Best Practices und Tipps

  • Verstehen Sie das Standardziel: Kennen Sie das Standardziel Ihres Systems (graphical.target oder multi-user.target), da es das anfängliche Boot-Erlebnis bestimmt.
  • Verwenden Sie isolate mit Vorsicht: Seien Sie vorsichtig bei der Verwendung von systemctl isolate, insbesondere auf Produktionssystemen, da es laufende Dienste stören kann.
  • Überprüfen Sie Abhängigkeiten: Wenn ein Dienst nicht startet, untersuchen Sie die Abhängigkeiten des Ziels, mit dem er verbunden ist, mit systemctl list-dependencies <Zielname>.
  • Server vs. Desktop: Auf Servern wird multi-user.target fast immer aus Sicherheits- und Ressourceneffizienzgründen bevorzugt. Auf Desktops ist graphical.target Standard.
  • Systemwartung: Für Aufgaben, die minimale Störungen erfordern, ist rescue.target nützlich. Für kritische Wiederherstellung steht emergency.target zur Verfügung.
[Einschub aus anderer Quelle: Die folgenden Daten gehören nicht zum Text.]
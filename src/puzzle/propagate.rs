//! Constraint propagation over a [`Grid`].
//!
//! Forcing a cell to a single value eliminates that value from every peer.
//! A peer narrowed to a fresh singleton is itself forced, so one assignment
//! can deterministically cascade through the grid. A peer narrowed to the
//! empty domain is a [`Contradiction`]: the whole cascade aborts and the
//! grid, now partially mutated, must be discarded by the caller.

use tracing::{debug, trace};

use crate::{
    error::{Contradiction, Error, Result},
    puzzle::{candidate_set::CandidateSet, grid::Grid},
};

impl Grid {
    /// Assigns `value` to a cell and propagates the consequences.
    ///
    /// This is the range-checked public entry point, used both for the
    /// initial givens of a puzzle and for direct experimentation. Bounds or
    /// value violations are [`Error::OutOfRangeAssignment`] (caller bug);
    /// an emptied peer domain surfaces as [`Error::Contradiction`], after
    /// which the grid must be discarded.
    pub fn assign(&mut self, row: usize, col: usize, value: u8) -> Result<()> {
        if row >= self.size() || col >= self.size() || value == 0 || value as usize > self.size() {
            return Err(Error::OutOfRangeAssignment {
                row,
                col,
                value,
                size: self.size(),
            });
        }
        self.force(row, col, value)?;
        Ok(())
    }

    /// Unchecked assignment used by successor generation, where `value` is
    /// drawn from the cell's live domain and is in range by construction.
    pub(crate) fn force(
        &mut self,
        row: usize,
        col: usize,
        value: u8,
    ) -> Result<(), Contradiction> {
        let index = self.index(row, col);
        self.cells[index] = CandidateSet::singleton(value);
        self.propagate_from(row, col, value)
    }

    /// Eliminates `value` from every peer of `(row, col)` and cascades.
    ///
    /// The cascade runs over an explicit work list of newly forced cells
    /// instead of recursing, which keeps the stack flat on large grids; the
    /// list is popped LIFO so each forced cell's consequences play out
    /// before older ones resume. The fixed point is the same under any
    /// processing order; only which contradiction is reported first can
    /// differ.
    fn propagate_from(&mut self, row: usize, col: usize, value: u8) -> Result<(), Contradiction> {
        let mut forced = vec![(row, col, value)];
        while let Some((row, col, value)) = forced.pop() {
            for (peer_row, peer_col) in self.peers_of(row, col) {
                let index = self.index(peer_row, peer_col);
                let peer = &mut self.cells[index];
                if !peer.contains(value) {
                    continue;
                }
                let was_singleton = peer.len() == 1;
                peer.remove(value);
                if peer.is_empty() {
                    let contradiction = Contradiction {
                        row: peer_row,
                        col: peer_col,
                    };
                    debug!(%contradiction, "propagation aborted");
                    return Err(contradiction);
                }
                if !was_singleton {
                    if let Some(forced_value) = peer.solo() {
                        trace!(
                            row = peer_row,
                            col = peer_col,
                            value = forced_value,
                            "cell forced by elimination"
                        );
                        forced.push((peer_row, peer_col, forced_value));
                    }
                }
            }
        }
        Ok(())
    }
}
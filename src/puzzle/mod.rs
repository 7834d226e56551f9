//! The puzzle layer: candidate domains, grid geometry, constraint
//! propagation, and the [`Searchable`](crate::search::Searchable) state.

pub mod candidate_set;
pub mod grid;
pub mod propagate;
pub mod state;

pub use candidate_set::CandidateSet;
pub use grid::Grid;
pub use state::PuzzleState;
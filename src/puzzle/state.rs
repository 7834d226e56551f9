use std::fmt;

use serde::{Deserialize, Serialize};
use tracing::trace;

use crate::{
    error::Result,
    puzzle::grid::Grid,
    search::searchable::Searchable,
};

/// A grid wrapped as a [`Searchable`] search state.
///
/// Each state owns its grid outright; successor states clone it, so sibling
/// branches share nothing and a discarded branch leaves no trace. A state
/// is *terminal* when every cell is a singleton — constraint validity needs
/// no separate check there, because any branch that violated the uniqueness
/// constraint was already discarded during propagation.
#[derive(Clone, Debug, PartialEq, Eq, Serialize, Deserialize)]
pub struct PuzzleState {
    grid: Grid,
}

impl PuzzleState {
    /// Builds the starting state for a puzzle.
    ///
    /// The givens are applied one by one through the same assignment and
    /// propagation path the search uses, so a contradictory puzzle is
    /// rejected here rather than silently accepted and searched forever.
    pub fn new(size: usize, givens: &[((usize, usize), u8)]) -> Result<Self> {
        let mut grid = Grid::new(size)?;
        for &((row, col), value) in givens {
            grid.assign(row, col, value)?;
        }
        Ok(Self { grid })
    }

    /// The underlying grid.
    pub fn grid(&self) -> &Grid {
        &self.grid
    }

    fn branch_with(&self, row: usize, col: usize, value: u8) -> Option<Self> {
        let mut branch = self.grid.clone();
        match branch.force(row, col, value) {
            Ok(()) => Some(Self { grid: branch }),
            Err(contradiction) => {
                trace!(value, %contradiction, "branch discarded");
                None
            }
        }
    }

    /// Like [`Searchable::successors`], with the candidate trials spread
    /// across the rayon pool.
    ///
    /// Each trial owns its clone of the grid, so the trials are independent
    /// and the surviving successors come back in the same ascending
    /// candidate order as the sequential version.
    #[cfg(feature = "parallel")]
    pub fn par_successors(&self) -> Vec<Self> {
        use rayon::prelude::*;

        let Some((row, col)) = self.grid.first_open_cell() else {
            return Vec::new();
        };
        let candidates: Vec<u8> = self.grid.candidates(row, col).iter().collect();
        candidates
            .into_par_iter()
            .filter_map(|value| self.branch_with(row, col, value))
            .collect()
    }
}

impl Searchable for PuzzleState {
    fn is_terminal(&self) -> bool {
        self.grid.is_complete()
    }

    fn successors(&self) -> Vec<Self> {
        let Some((row, col)) = self.grid.first_open_cell() else {
            return Vec::new();
        };
        let candidates = self.grid.candidates(row, col);
        let mut successors = Vec::with_capacity(candidates.len());
        for value in candidates.iter() {
            if let Some(branch) = self.branch_with(row, col, value) {
                successors.push(branch);
            }
        }
        successors
    }

    fn rank(&self) -> u64 {
        // Uninformed baseline: every state ranks equally. Exploration order
        // then comes entirely from the drivers' tie-breaking.
        0
    }

    fn render(&self, sink: &mut dyn fmt::Write) -> fmt::Result {
        for row in 0..self.grid.size() {
            for col in 0..self.grid.size() {
                let domain = self.grid.candidates(row, col);
                match domain.solo() {
                    Some(value) => write!(sink, "{value}")?,
                    // `X` marks an empty domain. It never appears in a
                    // state the search holds; seeing one means a
                    // contradicted branch escaped its discard.
                    None if domain.is_empty() => sink.write_char('X')?,
                    None => sink.write_char('?')?,
                }
            }
            sink.write_char('\n')?;
        }
        Ok(())
    }
}

impl fmt::Display for PuzzleState {
    fn fmt(&self, f: &mut fmt::Formatter<'_>) -> fmt::Result {
        self.render(f)
    }
}

#[cfg(test)]
mod tests {
    use pretty_assertions::assert_eq;

    use super::*;

    fn rendered(state: &PuzzleState) -> String {
        let mut out = String::new();
        state.render(&mut out).unwrap();
        out
    }

    #[test]
    fn construction_rejects_contradictory_givens() {
        let result = PuzzleState::new(4, &[((0, 0), 1), ((0, 3), 1)]);
        assert!(matches!(
            result,
            Err(crate::error::Error::Contradiction(_))
        ));
    }

    #[test]
    fn successors_branch_on_the_first_open_cell() {
        let state = PuzzleState::new(4, &[((0, 0), 1), ((0, 1), 2)]).unwrap();
        // First open cell is (0, 2) with candidates {3, 4}.
        let successors = state.successors();
        assert_eq!(successors.len(), 2);

        // Candidates are tried in ascending order.
        assert_eq!(successors[0].grid().value(0, 2), Some(3));
        assert_eq!(successors[1].grid().value(0, 2), Some(4));

        // The parent is untouched.
        assert_eq!(state.grid().value(0, 2), None);
    }

    #[test]
    fn successors_never_contain_an_empty_domain() {
        let state = PuzzleState::new(4, &[((0, 0), 1), ((1, 1), 2)]).unwrap();
        let mut frontier = vec![state];
        let mut inspected = 0;
        while let Some(state) = frontier.pop() {
            if inspected > 200 {
                break;
            }
            for successor in state.successors() {
                inspected += 1;
                let grid = successor.grid();
                for row in 0..4 {
                    for col in 0..4 {
                        assert!(!grid.candidates(row, col).is_empty());
                    }
                }
                assert!(!rendered(&successor).contains('X'));
                frontier.push(successor);
            }
        }
        assert!(inspected > 0);
    }

    #[test]
    fn terminal_states_have_no_successors_and_render_as_digits() {
        // Three givens in a row plus propagation solve this row; finish the
        // grid by search to obtain a terminal state.
        let state = PuzzleState::new(4, &[((0, 0), 1), ((0, 1), 2), ((0, 2), 3)]).unwrap();
        let mut current = state;
        while !current.is_terminal() {
            let mut successors = current.successors();
            assert!(!successors.is_empty(), "solvable state hit a dead end");
            current = successors.remove(0);
        }

        assert!(current.successors().is_empty());
        let text = rendered(&current);
        assert_eq!(text.lines().count(), 4);
        assert!(text.chars().all(|c| c.is_ascii_digit() || c == '\n'));
        assert!(text.starts_with("1234\n"));
    }

    #[test]
    fn open_cells_render_as_question_marks() {
        let state = PuzzleState::new(4, &[((0, 0), 1)]).unwrap();
        let text = rendered(&state);
        assert!(text.starts_with('1'));
        assert!(text.contains('?'));
        assert!(!text.contains('X'));
    }

    #[test]
    fn baseline_rank_is_flat() {
        let state = PuzzleState::new(4, &[]).unwrap();
        let successors = state.successors();
        assert!(successors.iter().all(|s| s.rank() == state.rank()));
    }

    #[cfg(feature = "parallel")]
    #[test]
    fn parallel_successors_match_the_sequential_contract() {
        let state = PuzzleState::new(4, &[((0, 0), 1), ((1, 1), 2)]).unwrap();
        assert_eq!(state.par_successors(), state.successors());
    }
}
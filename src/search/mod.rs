//! The generic search layer: the [`Searchable`] contract a puzzle state
//! exposes, plus the drivers that explore it.

pub mod driver;
pub mod searchable;
pub mod stats;

pub use driver::{best_first, depth_first, SearchStats};
pub use searchable::Searchable;
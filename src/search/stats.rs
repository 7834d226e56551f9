use prettytable::{Cell, Row, Table};

use crate::search::driver::SearchStats;

/// Renders a driver's [`SearchStats`] as a human-readable table.
pub fn render_stats_table(stats: &SearchStats) -> String {
    let mut table = Table::new();
    table.add_row(Row::new(vec![Cell::new("Metric"), Cell::new("Count")]));
    table.add_row(Row::new(vec![
        Cell::new("Nodes visited"),
        Cell::new(&stats.nodes_visited.to_string()),
    ]));
    table.add_row(Row::new(vec![
        Cell::new("Successors generated"),
        Cell::new(&stats.successors_generated.to_string()),
    ]));
    table.add_row(Row::new(vec![
        Cell::new("Dead ends"),
        Cell::new(&stats.dead_ends.to_string()),
    ]));
    table.to_string()
}
//! Tiered acquisition orchestrator.
//!
//! Expands each tier into keyword × location combinations, runs them with
//! bounded parallelism, and isolates every combination's failure. Output order
//! is deterministic: tiers in plan order, combinations in expansion order.

use std::sync::Arc;
use std::time::{Duration, Instant};

use tokio::sync::Semaphore;
use tokio::task::JoinHandle;
use tracing::{info, instrument, warn};

use jobsweep_shared::{
    AppConfig, JobsweepError, RawRecord, Result, Tier, resolve_secret,
};

use crate::{GoogleJobsSource, JSearchSource, JobSource, LocationScope, NicheBoardSource};

// ---------------------------------------------------------------------------
// Plan and report
// ---------------------------------------------------------------------------

/// What to acquire in one run.
#[derive(Debug, Clone)]
pub struct AcquisitionPlan {
    pub tiers: Vec<Tier>,
    pub keywords: Vec<String>,
    pub locations: Vec<String>,
}

impl AcquisitionPlan {
    /// Requested tiers, deduplicated, in canonical run order.
    pub fn ordered_tiers(&self) -> Vec<Tier> {
        Tier::ALL
            .into_iter()
            .filter(|tier| self.tiers.contains(tier))
            .collect()
    }
}

/// Outcome of one tier.
#[derive(Debug, Clone, PartialEq, Eq)]
pub struct TierSummary {
    pub tier: Tier,
    /// Combinations attempted.
    pub combinations: usize,
    pub succeeded: usize,
    pub failed: usize,
    /// Raw records produced.
    pub records: usize,
    /// No source was configured for this tier (e.g. missing API key).
    pub skipped: bool,
    pub elapsed: Duration,
}

/// Summary of an acquisition pass.
#[derive(Debug, Clone, Default)]
pub struct AcquisitionReport {
    pub records: Vec<RawRecord>,
    pub tiers: Vec<TierSummary>,
    /// Failed combinations (label, error message).
    pub errors: Vec<(String, String)>,
}

impl AcquisitionReport {
    /// Append another report's records, summaries, and errors.
    pub fn absorb(&mut self, other: AcquisitionReport) {
        self.records.extend(other.records);
        self.tiers.extend(other.tiers);
        self.errors.extend(other.errors);
    }
}

// ---------------------------------------------------------------------------
// Orchestrator
// ---------------------------------------------------------------------------

/// Fans out registered sources over the plan's combinations.
pub struct Orchestrator {
    sources: Vec<Arc<dyn JobSource>>,
    concurrency: usize,
}

impl Orchestrator {
    pub fn new(concurrency: usize) -> Self {
        Self {
            sources: Vec::new(),
            concurrency: concurrency.max(1),
        }
    }

    pub fn with_source(mut self, source: Arc<dyn JobSource>) -> Self {
        self.sources.push(source);
        self
    }

    /// Register every source the config enables. Sources without an API key
    /// are left out with a warning, so their tier is reported as skipped.
    pub fn from_config(config: &AppConfig) -> Result<Self> {
        let timeout = Duration::from_secs(config.acquisition.http_timeout_secs);
        let mut orchestrator = Self::new(config.acquisition.concurrency as usize);

        match resolve_secret(&config.google_jobs.api_key_env) {
            Some(key) => {
                let source = GoogleJobsSource::new(key, config.google_jobs.clone(), timeout)?;
                orchestrator = orchestrator.with_source(Arc::new(source));
            }
            None => warn!(
                tier = %Tier::Primary,
                env = %config.google_jobs.api_key_env,
                "API key not set, tier will be skipped"
            ),
        }

        match resolve_secret(&config.jsearch.api_key_env) {
            Some(key) => {
                let source = JSearchSource::new(key, config.jsearch.clone(), timeout)?;
                orchestrator = orchestrator.with_source(Arc::new(source));
            }
            None => warn!(
                tier = %Tier::Supplementary,
                env = %config.jsearch.api_key_env,
                "API key not set, tier will be skipped"
            ),
        }

        let niche = NicheBoardSource::new(&config.niche, timeout)?;
        if niche.has_boards() {
            orchestrator = orchestrator.with_source(Arc::new(niche));
        } else {
            warn!(tier = %Tier::Niche, "no niche boards enabled, tier will be skipped");
        }

        Ok(orchestrator)
    }

    /// Acquire every tier in the plan.
    pub async fn acquire(&self, plan: &AcquisitionPlan) -> AcquisitionReport {
        let mut report = AcquisitionReport::default();
        for tier in plan.ordered_tiers() {
            report.absorb(self.acquire_tier(tier, plan).await);
        }
        report
    }

    /// Acquire a single tier. Never fails as a whole; failed combinations are
    /// logged and counted.
    #[instrument(skip_all, fields(tier = %tier))]
    pub async fn acquire_tier(&self, tier: Tier, plan: &AcquisitionPlan) -> AcquisitionReport {
        let start = Instant::now();
        let sources: Vec<&Arc<dyn JobSource>> =
            self.sources.iter().filter(|s| s.tier() == tier).collect();

        if sources.is_empty() {
            warn!("no source configured, skipping tier");
            return AcquisitionReport {
                tiers: vec![TierSummary {
                    tier,
                    combinations: 0,
                    succeeded: 0,
                    failed: 0,
                    records: 0,
                    skipped: true,
                    elapsed: start.elapsed(),
                }],
                ..AcquisitionReport::default()
            };
        }

        let semaphore = Arc::new(Semaphore::new(self.concurrency));
        let mut tasks = SearchTasks(Vec::new());

        for source in sources {
            for (keyword, location) in combinations(source.location_scope(), plan) {
                let label = match &location {
                    Some(loc) => format!("{} '{keyword}' @ '{loc}'", source.name()),
                    None => format!("{} '{keyword}'", source.name()),
                };
                let source = Arc::clone(source);
                let sem = Arc::clone(&semaphore);

                tasks.0.push((
                    label,
                    tokio::spawn(async move {
                        let _permit = sem
                            .acquire_owned()
                            .await
                            .map_err(|e| JobsweepError::Network(format!("semaphore closed: {e}")))?;
                        source.search(&keyword, location.as_deref()).await
                    }),
                ));
            }
        }

        let combinations_run = tasks.0.len();
        let mut report = AcquisitionReport::default();
        let mut failed = 0;

        // Awaited in spawn order; dropping `tasks` early aborts the rest.
        for (label, handle) in tasks.0.iter_mut() {
            match handle.await {
                Ok(Ok(records)) => report.records.extend(records),
                Ok(Err(e)) => {
                    warn!(combination = %label, error = %e, "combination failed");
                    report.errors.push((label.clone(), e.to_string()));
                    failed += 1;
                }
                Err(e) => {
                    warn!(combination = %label, error = %e, "combination task panicked");
                    report.errors.push((label.clone(), e.to_string()));
                    failed += 1;
                }
            }
        }

        let summary = TierSummary {
            tier,
            combinations: combinations_run,
            succeeded: combinations_run - failed,
            failed,
            records: report.records.len(),
            skipped: false,
            elapsed: start.elapsed(),
        };

        info!(
            combinations = summary.combinations,
            failed = summary.failed,
            records = summary.records,
            duration_ms = summary.elapsed.as_millis(),
            "tier acquisition completed"
        );

        report.tiers.push(summary);
        report
    }
}

/// Spawned searches, labelled. Aborts whatever is still running when
/// dropped, so a cancelled run stops spending API quota.
struct SearchTasks(Vec<(String, JoinHandle<Result<Vec<RawRecord>>>)>);

impl Drop for SearchTasks {
    fn drop(&mut self) {
        for (_, handle) in &self.0 {
            handle.abort();
        }
    }
}

/// Expand the plan into (keyword, location) pairs for one source.
fn combinations(scope: LocationScope, plan: &AcquisitionPlan) -> Vec<(String, Option<String>)> {
    let locations: Vec<Option<String>> = match scope {
        LocationScope::KeywordOnly => vec![None],
        LocationScope::All | LocationScope::First(_) if plan.locations.is_empty() => vec![None],
        LocationScope::All => plan.locations.iter().cloned().map(Some).collect(),
        LocationScope::First(n) => plan.locations.iter().take(n).cloned().map(Some).collect(),
    };

    plan.keywords
        .iter()
        .flat_map(|keyword| {
            locations
                .iter()
                .map(move |location| (keyword.clone(), location.clone()))
        })
        .collect()
}
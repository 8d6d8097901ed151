//! Tier 1: Google Jobs through SerpAPI.

use std::time::Duration;

use async_trait::async_trait;
use reqwest::{Client, StatusCode};
use tracing::{debug, info, instrument, warn};

use jobsweep_shared::{
    GoogleJobsConfig, GoogleJobsPosting, JobsweepError, RawRecord, Result, Tier,
};

use crate::{JobSource, USER_AGENT, http_client, parse_items};

/// Results per SerpAPI page.
const PAGE_SIZE: u32 = 10;

/// Location used when a combination has none.
const DEFAULT_LOCATION: &str = "United States";

/// Paginated Google Jobs search, one keyword × location at a time.
pub struct GoogleJobsSource {
    client: Client,
    api_key: String,
    config: GoogleJobsConfig,
}

impl GoogleJobsSource {
    pub fn new(api_key: impl Into<String>, config: GoogleJobsConfig, timeout: Duration) -> Result<Self> {
        Ok(Self {
            client: http_client(timeout, USER_AGENT)?,
            api_key: api_key.into(),
            config,
        })
    }

    /// Fetch one page; an empty vec means no more results.
    async fn fetch_page(
        &self,
        keyword: &str,
        location: &str,
        page: u32,
    ) -> Result<Vec<GoogleJobsPosting>> {
        let start = (page * PAGE_SIZE).to_string();
        let mut query: Vec<(&str, &str)> = vec![
            ("engine", "google_jobs"),
            ("q", keyword),
            ("location", location),
            ("hl", "en"),
            ("gl", "us"),
            ("chips", self.config.date_filter.as_str()),
            ("api_key", self.api_key.as_str()),
        ];
        if page > 0 {
            query.push(("start", start.as_str()));
        }

        let response = self
            .client
            .get(&self.config.endpoint)
            .query(&query)
            .send()
            .await
            .map_err(|e| JobsweepError::Network(format!("serpapi: {e}")))?;

        let status = response.status();
        if status == StatusCode::TOO_MANY_REQUESTS {
            return Err(JobsweepError::rate_limited("serpapi"));
        }
        if !status.is_success() {
            return Err(JobsweepError::Network(format!("serpapi: HTTP {status}")));
        }

        let body: serde_json::Value = response
            .json()
            .await
            .map_err(|e| JobsweepError::parse(format!("serpapi response: {e}")))?;

        let items = match body.get("jobs_results") {
            Some(serde_json::Value::Array(items)) => items.clone(),
            _ => match body.get("error").and_then(|e| e.as_str()) {
                // SerpAPI reports an exhausted search as an error string.
                Some(msg) if msg.contains("hasn't returned any results") => Vec::new(),
                Some(msg) => return Err(JobsweepError::Network(format!("serpapi: {msg}"))),
                None => Vec::new(),
            },
        };

        let mut postings: Vec<GoogleJobsPosting> = parse_items(items, "serpapi");
        for posting in &mut postings {
            posting.search_keyword = keyword.to_string();
            posting.search_location = location.to_string();
        }
        Ok(postings)
    }
}

#[async_trait]
impl JobSource for GoogleJobsSource {
    fn name(&self) -> &str {
        "serpapi"
    }

    fn tier(&self) -> Tier {
        Tier::Primary
    }

    #[instrument(skip_all, fields(keyword = %keyword, location = ?location))]
    async fn search(&self, keyword: &str, location: Option<&str>) -> Result<Vec<RawRecord>> {
        let location = location.unwrap_or(DEFAULT_LOCATION);
        let mut records = Vec::new();

        for page in 0..self.config.max_pages {
            if page > 0 && self.config.page_delay_ms > 0 {
                tokio::time::sleep(Duration::from_millis(self.config.page_delay_ms)).await;
            }

            match self.fetch_page(keyword, location, page).await {
                Ok(postings) if postings.is_empty() => {
                    debug!(page = page + 1, "no more results");
                    break;
                }
                Ok(postings) => {
                    debug!(page = page + 1, found = postings.len(), "fetched page");
                    records.extend(postings.into_iter().map(RawRecord::GoogleJobs));
                }
                Err(e) if !records.is_empty() => {
                    warn!(page = page + 1, error = %e, "page failed, keeping earlier pages");
                    break;
                }
                Err(e) => return Err(e),
            }
        }

        info!(keyword, location, found = records.len(), "google jobs search complete");
        Ok(records)
    }
}

#[cfg(test)]
mod tests {
    use super::*;
    use wiremock::matchers::{method, path, query_param};
    use wiremock::{Mock, MockServer, ResponseTemplate};

    fn source(server: &MockServer) -> GoogleJobsSource {
        let config = GoogleJobsConfig {
            endpoint: format!("{}/search.json", server.uri()),
            page_delay_ms: 0,
            max_pages: 3,
            ..GoogleJobsConfig::default()
        };
        GoogleJobsSource::new("test-key", config, Duration::from_secs(5)).unwrap()
    }

    fn page_of(n: usize, offset: usize) -> serde_json::Value {
        let jobs: Vec<_> = (0..n)
            .map(|i| {
                serde_json::json!({
                    "title": "Accounts Payable Clerk",
                    "company_name": format!("Company {}", offset + i),
                    "location": "Austin, TX",
                    "apply_options": [{"title": "Indeed", "link": format!("https://indeed.example/{}", offset + i)}]
                })
            })
            .collect();
        serde_json::json!({ "jobs_results": jobs })
    }

    #[tokio::test]
    async fn paginates_until_empty_page() {
        let server = MockServer::start().await;

        Mock::given(method("GET"))
            .and(path("/search.json"))
            .and(query_param("start", "10"))
            .respond_with(ResponseTemplate::new(200).set_body_json(serde_json::json!({
                "error": "Google hasn't returned any results for this query."
            })))
            .mount(&server)
            .await;

        Mock::given(method("GET"))
            .and(path("/search.json"))
            .and(query_param("q", "Accounts Payable"))
            .and(query_param("engine", "google_jobs"))
            .and(query_param("chips", "date_posted:week"))
            .and(query_param("api_key", "test-key"))
            .respond_with(ResponseTemplate::new(200).set_body_json(page_of(10, 0)))
            .mount(&server)
            .await;

        let records = source(&server)
            .search("Accounts Payable", Some("Austin, TX"))
            .await
            .unwrap();
        assert_eq!(records.len(), 10);

        match &records[0] {
            RawRecord::GoogleJobs(posting) => {
                assert_eq!(posting.search_keyword, "Accounts Payable");
                assert_eq!(posting.search_location, "Austin, TX");
            }
            other => panic!("unexpected record {other:?}"),
        }
    }

    #[tokio::test]
    async fn later_page_failure_keeps_earlier_pages() {
        let server = MockServer::start().await;

        Mock::given(method("GET"))
            .and(path("/search.json"))
            .and(query_param("start", "10"))
            .respond_with(ResponseTemplate::new(500))
            .mount(&server)
            .await;

        Mock::given(method("GET"))
            .and(path("/search.json"))
            .respond_with(ResponseTemplate::new(200).set_body_json(page_of(4, 0)))
            .mount(&server)
            .await;

        let records = source(&server).search("Accounts Payable", None).await.unwrap();
        assert_eq!(records.len(), 4);
    }

    #[tokio::test]
    async fn first_page_failure_is_an_error() {
        let server = MockServer::start().await;

        Mock::given(method("GET"))
            .respond_with(ResponseTemplate::new(429))
            .mount(&server)
            .await;

        let err = source(&server)
            .search("Accounts Payable", None)
            .await
            .unwrap_err();
        assert!(err.is_rate_limited());
    }

    #[tokio::test]
    async fn stops_at_max_pages() {
        let server = MockServer::start().await;

        Mock::given(method("GET"))
            .and(path("/search.json"))
            .respond_with(ResponseTemplate::new(200).set_body_json(page_of(10, 0)))
            .expect(3)
            .mount(&server)
            .await;

        let records = source(&server).search("Accounts Payable", None).await.unwrap();
        assert_eq!(records.len(), 30);
    }
}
Eine praktische Denkweise über Ziele

Für die meisten Verwaltungsarbeiten benötigen Sie nur ein kurzes mentales Modell:

systemctl get-default
systemctl set-default multi-user.target
systemctl isolate graphical.target
systemctl list-dependencies graphical.target

get-default sagt Ihnen, wohin die Maschine booten soll. set-default ändert den nächsten Bootvorgang. isolate ändert den aktuellen Zustand und kann Dienste außerhalb dieses Zustands stoppen. list-dependencies erklärt, was ein Ziel einbindet.

Ziele sind nicht nur umbenannte Runlevel. Sie sind Abhängigkeitsgruppen. Sobald Sie sie so behandeln, werden Boot-Probleme leichter zu durchschauen: Finden Sie das Ziel, das das System zu erreichen versuchte, überprüfen Sie die Dienste, die es wollte, und beheben Sie dann die Unit oder Abhängigkeit, die fehlgeschlagen ist.